VenCo(97)



In the centre of the room was a hospital bed covered by a mound of white bed linens. The sounds were coming from a collection of machines, beeping and whooshing, lights blinking, one a constant red that seemed to blare in silent alarm.

“Hello?” she whispered, creeping quietly to the side of the bed. Was someone there? Remembering her mother’s hospital room, her mother’s body, she reached out and touched the shape on the bed, then pulled her hand back. It was definitely a person, and they were definitely not breathing. She backed away, then turned and fled to the foyer.

“Gerard has gone to meet his maker, I’m afraid.”

Lucky jumped at the voice. The Benandanti was standing at the bottom of the stairs, hands in his pockets, head tipped to the side.

Lucky jumped. “Oh, fuck . . .” She caught her breath. “Why are you keeping a dead man in the parlor?”

“Why not?” He shrugged.

She tried to compose herself. She needed to be composed. No thread could be dropped now, no boundary unguarded. Not even for a corpse.

“So what is your name, then? It sure as hell isn’t Morris Montgomery from Missouri.”

He chuckled. “No, it sure as hell isn’t. I am Jay Christos.”

She put her hands on her hips, attempting to project nothing but strength, even if her bladder felt suddenly very full. “And you are Benandanti.”

“Yes, very good. It’s an old name, but I find it still fits.”

“Everything about you is old, I think.”

He walked towards her, nodding. “Ancient, in fact. All the very best things are. Only the strongest things can stand in the midst of all this time swirling about.”

She paced slowly in the opposite direction, so that they circled each other around the centre table. She smiled, mocking him. “Strongest? Is that why you ran from a little old Yarb witch?”

Some colour rose in his cheeks. “Strength is measured in intelligence, too, and I am no fool. I was out of my element. She belongs to that place, and I don’t, clearly, since I have all my teeth.”

He stopped, bending slightly at the waist, a hand in front of him, like a small bow. “Shall we go and get ourselves that drink now?”

His hand was large but shapely, his fingers slender but strong. And his wrist—she had never taken note of a man’s wrist before, but his seemed a model for the David.

What the fuck? she thought. The David, Lucky? Really?

He was distracting at an almost elemental level, and something about his invitation was appealing. Still, no way she was taking the chance. “If you need a drink, I’ll keep you company, but I’m good.”

“Very well,” he said, and started back up the stairs.

“Whoa. Why upstairs?”

“That’s where I keep the good stuff,” he called over his shoulder. “And considering the nature of this visit, I thought only the good stuff would do. Unless you’d rather stay down here with Gerard?”

She sighed. Keeping a safe distance, she followed him up one flight, and then a second, where they turned into a broad hall.

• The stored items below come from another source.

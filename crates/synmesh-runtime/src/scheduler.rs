//! Per-core tick loop.
//!
//! Single-threaded and cooperative: the only true concurrency is the
//! packet handler pushing into the spike input queue while this loop
//! consumes it. Per tick, in order:
//!
//! 1. drain the delay-row buffer for rows targeting this tick;
//! 2. drain the spike queue — resolve each key, run the row through the
//!    double-buffered pipeline (the next row's fetch overlaps the current
//!    row's compute), write plastic rows back;
//! 3. drain the current ring-buffer slot into the output mailbox.
//!
//! Row processing runs to completion; the loop only yields between rows.

use crate::config::SynapseKind;
use crate::dma::{PendingRow, RowPipeline};
use crate::error::Result;
use crate::recording::{Diagnostics, SpikeRecord};
use crate::store::SharedStore;
use std::collections::VecDeque;
use synmesh_core::{
    DelayRowBuffer, InputRingBuffer, KeyLookup, RowLocator, RowProcessor, SpikeInputBuffer,
};
use tracing::{debug, info};

/// Sizing of a core's buffers.
#[derive(Debug, Clone, Copy)]
pub struct CoreConfig {
    /// Ring-buffer delay bits (slots = `2^delay_bits`).
    pub delay_bits: u32,
    /// Spike input queue capacity (power of two).
    pub queue_capacity: usize,
    /// Delay-row calendar bits (buckets = `2^delay_slot_bits`).
    pub delay_slot_bits: u32,
    /// Rows per delay-row bucket.
    pub delay_slot_capacity: usize,
}

impl Default for CoreConfig {
    fn default() -> Self {
        Self {
            delay_bits: 3,
            queue_capacity: 256,
            delay_slot_bits: 4,
            delay_slot_capacity: 16,
        }
    }
}

impl CoreConfig {
    /// Reference sizing for a given kernel: static cores take the larger
    /// spike queue, plastic cores the smaller one.
    #[must_use]
    pub fn for_kind(kind: SynapseKind) -> Self {
        let queue_capacity = match kind {
            SynapseKind::Static => 512,
            SynapseKind::StdpNearestAdditive | SynapseKind::StdpPairAdditive => 256,
        };
        Self {
            queue_capacity,
            ..Self::default()
        }
    }
}

/// One synapse-processing core: spike queue, delay-row buffer, ring
/// buffer, key lookup, transfer pipeline and the row kernel.
#[derive(Debug)]
pub struct SynapseCore<P: RowProcessor> {
    processor: P,
    lookup: KeyLookup,
    queue: SpikeInputBuffer,
    ring: InputRingBuffer,
    delay_rows: DelayRowBuffer,
    pipeline: RowPipeline,
    diagnostics: Diagnostics,
    output_base: Option<u32>,
    recording: Option<SpikeRecord>,
    drained: Vec<u32>,
}

impl<P: RowProcessor> SynapseCore<P> {
    /// Assemble a core.
    #[must_use]
    pub fn new(processor: P, lookup: KeyLookup, post_count: usize, config: CoreConfig) -> Self {
        let max_row_words = processor.max_row_words();
        Self {
            processor,
            lookup,
            queue: SpikeInputBuffer::new(config.queue_capacity),
            ring: InputRingBuffer::new(config.delay_bits, post_count),
            delay_rows: DelayRowBuffer::new(config.delay_slot_bits, config.delay_slot_capacity),
            pipeline: RowPipeline::new(max_row_words),
            diagnostics: Diagnostics::default(),
            output_base: None,
            recording: None,
            drained: vec![0; post_count],
        }
    }

    /// Write each tick's drained ring slot to this store address.
    pub fn set_output_base(&mut self, base: u32) {
        self.output_base = Some(base);
    }

    /// Attach a spike telemetry sink.
    pub fn set_recording(&mut self, recording: SpikeRecord) {
        self.recording = Some(recording);
    }

    /// Enqueue an inbound spike key (the packet-handler side).
    ///
    /// Returns `false` on queue overflow; the overflow is counted.
    pub fn enqueue_spike(&self, key: u32) -> bool {
        self.queue.push(key)
    }

    /// Record a post-synaptic spike (fed back from the neuron component).
    pub fn add_post_spike(&mut self, tick: u32, neuron: u32) {
        self.processor.add_post_spike(tick, neuron);
    }

    /// Run one timer tick.
    ///
    /// # Errors
    ///
    /// Fails only on fatal store faults; operational events are counted.
    pub fn tick(&mut self, tick: u32, store: &mut impl SharedStore) -> Result<()> {
        // 1. Delay-extension rows whose target tick has arrived
        let mut pending: VecDeque<PendingRow> = self
            .delay_rows
            .drain(tick)
            .into_iter()
            .map(|locator| PendingRow {
                locator,
                flush: false,
            })
            .collect();
        self.diagnostics.delay_rows_replayed += pending.len() as u64;

        // 2. Inbound spikes, in queue order
        while let Some(key) = self.queue.pop() {
            if let Some(recording) = &mut self.recording {
                recording.record(store, tick, key)?;
            }
            match self.lookup.resolve(key) {
                Some(locator) => pending.push_back(PendingRow {
                    locator,
                    flush: false,
                }),
                None => {
                    self.diagnostics.unknown_keys += 1;
                    debug!(key, "spike key missing from lookup, dropped");
                }
            }
        }

        self.process_rows(tick, pending, store)?;

        // 3. Hand the tick's slot to the downstream neuron component
        self.ring.drain_slot_into(tick, &mut self.drained);
        if let Some(base) = self.output_base {
            store.write_words(base, &self.drained)?;
        }

        self.sync_counters();
        Ok(())
    }

    /// Drive pending rows through the double-buffered pipeline.
    fn process_rows(
        &mut self,
        tick: u32,
        pending: VecDeque<PendingRow>,
        store: &mut impl SharedStore,
    ) -> Result<()> {
        let mut rows = pending.into_iter();
        if let Some(first) = rows.next() {
            self.pipeline.fetch(&*store, first)?;
        }

        while let Some(current) = self.pipeline.take_completed() {
            // Overlap: the next row's read lands while this row computes
            if let Some(next) = rows.next() {
                self.pipeline.fetch(&*store, next)?;
            }

            let Self {
                processor,
                pipeline,
                ring,
                delay_rows,
                ..
            } = self;
            let row = pipeline.active_row_mut(current.locator.words as usize);
            let write_back = processor.process_row(
                tick,
                row,
                current.flush,
                &mut |delivery_tick, post_index, weight| ring.add(delivery_tick, post_index, weight),
                &mut |target_tick, locator: RowLocator| {
                    delay_rows.push(target_tick, locator);
                },
            );

            if current.flush {
                self.diagnostics.rows_flushed += 1;
            } else {
                self.diagnostics.rows_processed += 1;
            }

            if let Some(region) = write_back {
                self.pipeline.write_back(store, current.locator, region)?;
            }
        }
        Ok(())
    }

    fn sync_counters(&mut self) {
        self.diagnostics.spike_overflows = self.queue.overflow_count();
        self.diagnostics.delay_row_overflows = self.delay_rows.overflow_count();
        self.diagnostics.ring_saturations = self.ring.saturation_count();
    }

    /// Run `ticks` timer ticks (1-based; tick 0 is initialisation) and
    /// terminate cleanly.
    ///
    /// # Errors
    ///
    /// Fails on fatal store faults.
    pub fn run(&mut self, store: &mut impl SharedStore, ticks: u32) -> Result<()> {
        info!(ticks, "simulation starting");
        for tick in 1..=ticks {
            self.tick(tick, store)?;
        }
        self.diagnostics.log_summary();
        info!("simulation complete");
        Ok(())
    }

    /// The slot drained by the last tick.
    #[must_use]
    pub fn last_output(&self) -> &[u32] {
        &self.drained
    }

    /// Operational counters (synced at each tick boundary).
    #[must_use]
    pub fn diagnostics(&self) -> &Diagnostics {
        &self.diagnostics
    }

    /// The row kernel.
    pub fn processor_mut(&mut self) -> &mut P {
        &mut self.processor
    }

    /// The spike telemetry sink, if attached.
    #[must_use]
    pub fn recording(&self) -> Option<&SpikeRecord> {
        self.recording.as_ref()
    }
}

She watched him carefully as they made their way past several closed doors. His movements were so smooth, he almost glided, except that there was also something muscular about the motion.

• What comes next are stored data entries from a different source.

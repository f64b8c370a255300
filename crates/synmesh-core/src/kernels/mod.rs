//! Row-processing kernels.
//!
//! The tick scheduler drives every fetched row through a [`RowProcessor`];
//! which concrete kernel sits behind the trait is a build-configuration
//! choice, exactly one per core.

mod static_row;
mod stdp;

pub use static_row::StaticProcessor;
pub use stdp::StdpProcessor;

use crate::row::RowLocator;

/// Mutable sub-range of a processed row that must be written back to the
/// shared store.
#[derive(Debug, Clone, Copy, PartialEq, Eq)]
pub struct WriteBack {
    /// First row word of the mutable region.
    pub offset: usize,
    /// Words to transfer.
    pub words: usize,
}

/// A row kernel: applies one fetched row at the current tick.
///
/// `apply_input(delivery_tick, post_index, weight)` deposits into the ring
/// buffer; `add_delay_row(target_tick, locator)` schedules a
/// delay-extension replay. A `Some` return names the region the scheduler
/// must DMA back; static rows never modify their buffer and return `None`.
pub trait RowProcessor {
    /// Process `row` for a spike (or flush) at `tick`.
    fn process_row(
        &mut self,
        tick: u32,
        row: &mut [u32],
        flush: bool,
        apply_input: &mut dyn FnMut(u32, u32, u32),
        add_delay_row: &mut dyn FnMut(u32, RowLocator),
    ) -> Option<WriteBack>;

    /// Record a post-synaptic spike of `neuron` at `tick`.
    ///
    /// No-op for kernels without plastic state.
    fn add_post_spike(&mut self, tick: u32, neuron: u32);

    /// Largest row, in words, this kernel can be handed.
    fn max_row_words(&self) -> usize;
}
//! Weight-dependence variants.

use super::{s2011_mul, WeightDependence, S2011};
use crate::error::{CoreError, Result};

fn read_bounds(words: &[u32]) -> Result<(u16, u16)> {
    if words.len() < 4 {
        return Err(CoreError::ParamsTruncated {
            needed: 4,
            available: words.len(),
        });
    }
    let min_weight = words[0] as u16;
    let max_weight = words[1] as u16;
    if min_weight > max_weight {
        return Err(CoreError::invalid_param(format!(
            "weight bounds inverted: min {min_weight} > max {max_weight}"
        )));
    }
    Ok((min_weight, max_weight))
}

/// Additive weight dependence.
///
/// Depression and potentiation amounts accumulate separately during the
/// row update and are resolved in a single clamped step, so within one
/// update the order of events cannot push the weight through a bound.
#[derive(Debug, Clone, Default)]
pub struct AdditiveWeightDependence {
    /// Lower saturating weight bound.
    pub min_weight: u16,
    /// Upper saturating weight bound.
    pub max_weight: u16,
    /// Potentiation scale, in weight units per unit trace.
    pub a2_plus: S2011,
    /// Depression scale, in weight units per unit trace.
    pub a2_minus: S2011,
}

impl AdditiveWeightDependence {
    /// Create an additive rule with explicit bounds and scales.
    #[must_use]
    pub fn new(min_weight: u16, max_weight: u16, a2_plus: S2011, a2_minus: S2011) -> Self {
        Self {
            min_weight,
            max_weight,
            a2_plus,
            a2_minus,
        }
    }
}

/// Running state of an additive update.
#[derive(Debug, Clone, Copy)]
pub struct AdditiveState {
    weight: i32,
    potentiation: S2011,
    depression: S2011,
}

impl WeightDependence for AdditiveWeightDependence {
    type State = AdditiveState;

    fn begin(&self, weight: u16) -> Self::State {
        AdditiveState {
            weight: i32::from(weight),
            potentiation: 0,
            depression: 0,
        }
    }

    fn apply_depression(&self, state: &mut Self::State, amount: S2011) {
        state.depression = state.depression.saturating_add(amount);
    }

    fn apply_potentiation(&self, state: &mut Self::State, amount: S2011) {
        state.potentiation = state.potentiation.saturating_add(amount);
    }

    fn final_weight(&self, state: Self::State) -> u16 {
        let delta =
            s2011_mul(state.potentiation, self.a2_plus) - s2011_mul(state.depression, self.a2_minus);
        (state.weight + delta).clamp(i32::from(self.min_weight), i32::from(self.max_weight)) as u16
    }

    fn read_params(&mut self, words: &[u32]) -> Result<usize> {
        let (min_weight, max_weight) = read_bounds(words)?;
        self.min_weight = min_weight;
        self.max_weight = max_weight;
        self.a2_plus = words[2] as S2011;
        self.a2_minus = words[3] as S2011;
        Ok(4)
    }
}

/// Multiplicative weight dependence.
///
/// Each amount is applied immediately, scaled by the distance to the
/// relevant bound, so updates soften as the weight approaches saturation.
#[derive(Debug, Clone, Default)]
pub struct MultiplicativeWeightDependence {
    /// Lower saturating weight bound.
    pub min_weight: u16,
    /// Upper saturating weight bound.
    pub max_weight: u16,
    /// Potentiation scale, as an [`S2011`] fraction of the headroom.
    pub a2_plus: S2011,
    /// Depression scale, as an [`S2011`] fraction of the margin above min.
    pub a2_minus: S2011,
}

impl MultiplicativeWeightDependence {
    /// Create a multiplicative rule with explicit bounds and scales.
    #[must_use]
    pub fn new(min_weight: u16, max_weight: u16, a2_plus: S2011, a2_minus: S2011) -> Self {
        Self {
            min_weight,
            max_weight,
            a2_plus,
            a2_minus,
        }
    }
}

impl WeightDependence for MultiplicativeWeightDependence {
    type State = i32;

    fn begin(&self, weight: u16) -> Self::State {
        i32::from(weight)
    }

    fn apply_depression(&self, state: &mut Self::State, amount: S2011) {
        let margin = *state - i32::from(self.min_weight);
        *state -= s2011_mul(s2011_mul(amount, self.a2_minus), margin);
    }

    fn apply_potentiation(&self, state: &mut Self::State, amount: S2011) {
        let headroom = i32::from(self.max_weight) - *state;
        *state += s2011_mul(s2011_mul(amount, self.a2_plus), headroom);
    }

    fn final_weight(&self, state: Self::State) -> u16 {
        state.clamp(i32::from(self.min_weight), i32::from(self.max_weight)) as u16
    }

    fn read_params(&mut self, words: &[u32]) -> Result<usize> {
        let (min_weight, max_weight) = read_bounds(words)?;
        self.min_weight = min_weight;
        self.max_weight = max_weight;
        self.a2_plus = words[2] as S2011;
        self.a2_minus = words[3] as S2011;
        Ok(4)
    }
}

#[cfg(test)]
mod tests {
    use super::*;
    use crate::plasticity::S2011_ONE;

    #[test]
    fn additive_resolves_once_within_bounds() {
        let rule = AdditiveWeightDependence::new(0, 1000, S2011_ONE, S2011_ONE);
        let mut state = rule.begin(500);
        rule.apply_potentiation(&mut state, 300);
        rule.apply_depression(&mut state, 100);
        assert_eq!(rule.final_weight(state), 700);
    }

    #[test]
    fn additive_clamps_to_bounds() {
        let rule = AdditiveWeightDependence::new(100, 1000, S2011_ONE, S2011_ONE);
        let mut state = rule.begin(150);
        rule.apply_depression(&mut state, 10_000);
        assert_eq!(rule.final_weight(state), 100);

        let mut state = rule.begin(950);
        rule.apply_potentiation(&mut state, 10_000);
        assert_eq!(rule.final_weight(state), 1000);
    }

    #[test]
    fn multiplicative_scales_with_distance_to_bound() {
        let rule = MultiplicativeWeightDependence::new(0, 1024, S2011_ONE / 2, S2011_ONE / 2);
        // Half headroom times half scale: 512 + (1024-512)/4 = 640
        let mut state = rule.begin(512);
        rule.apply_potentiation(&mut state, S2011_ONE / 2);
        assert_eq!(rule.final_weight(state), 640);
    }

    #[test]
    fn multiplicative_never_leaves_bounds() {
        let rule = MultiplicativeWeightDependence::new(0, 1024, S2011_ONE, S2011_ONE);
        let mut state = rule.begin(1024);
        // Full-strength potentiation at the top bound is a no-op
        rule.apply_potentiation(&mut state, S2011_ONE);
        assert_eq!(rule.final_weight(state), 1024);

        let mut state = rule.begin(0);
        rule.apply_depression(&mut state, S2011_ONE);
        assert_eq!(rule.final_weight(state), 0);
    }

    #[test]
    fn read_params_rejects_inverted_bounds() {
        let mut rule = AdditiveWeightDependence::default();
        let words = [500, 100, 0, 0];
        assert!(rule.read_params(&words).is_err());
    }

    #[test]
    fn read_params_rejects_truncation() {
        let mut rule = MultiplicativeWeightDependence::default();
        assert!(matches!(
            rule.read_params(&[0, 10]),
            Err(CoreError::ParamsTruncated { needed: 4, .. })
        ));
    }
}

The room he led her to was huge, running the whole length of the house, from the back to the front, where French doors opened onto an iron balcony overlooking the street. Two chandeliers, dark metal arms dripping in crystals, hung low above mirrored side tables, with a larger, older model swagged above a massive bed. Lit pillar candles of different heights flickered from narrow tables in between the windows and along the fireplace mantel. She didn’t like the way the room was putting her at ease. “Can we turn on a light in here?”

“This is fine,” he answered, and he sounded so certain she couldn’t help but agree that it was fine.

What the hell, Lucky?

She felt as if her mind and her body were somehow sliding apart. So while her mind was growing complacent, her body was growing more responsive, and to Jay Christos of all things. She closed her eyes for a moment, forcing herself back together.

“Strange,” she heard him say from very close. “I can’t seem to touch you.”

When she opened her eyes, he was right in front of her. Close enough that she could see that his eyes were so dark he didn’t appear to have irises, that his skin was unblemished, that he was, in fact, perfect. He walked around her, trying to lay his hands on her, even just to run a finger along her jawline or touch her hair where it curled on her neck. “I can’t reach you.”

She felt his confusion as her triumph. It worked! She had even picked the cedar from a park, the way she did with Arnya all those years ago as part of her “defence training.” Cedar in your shoes keeps you walking right, Arnya’d explained to her. And it’s free.

She raised one foot. “Cedar in the shoes, Christos. Something passed down to my mom from her mother.”

“They were witches?”

“Better, they were Indigenous women.”

“I am unfamiliar with those practices.”

“Maybe you shouldn’t be so Western in your education. That’s a weakness.”

He raised an eyebrow. That hurt him, she could see it. “My, you really are a fascinating quilt of methods and belief. But, you know, even the most beautiful quilt is crafted out of rags after all.”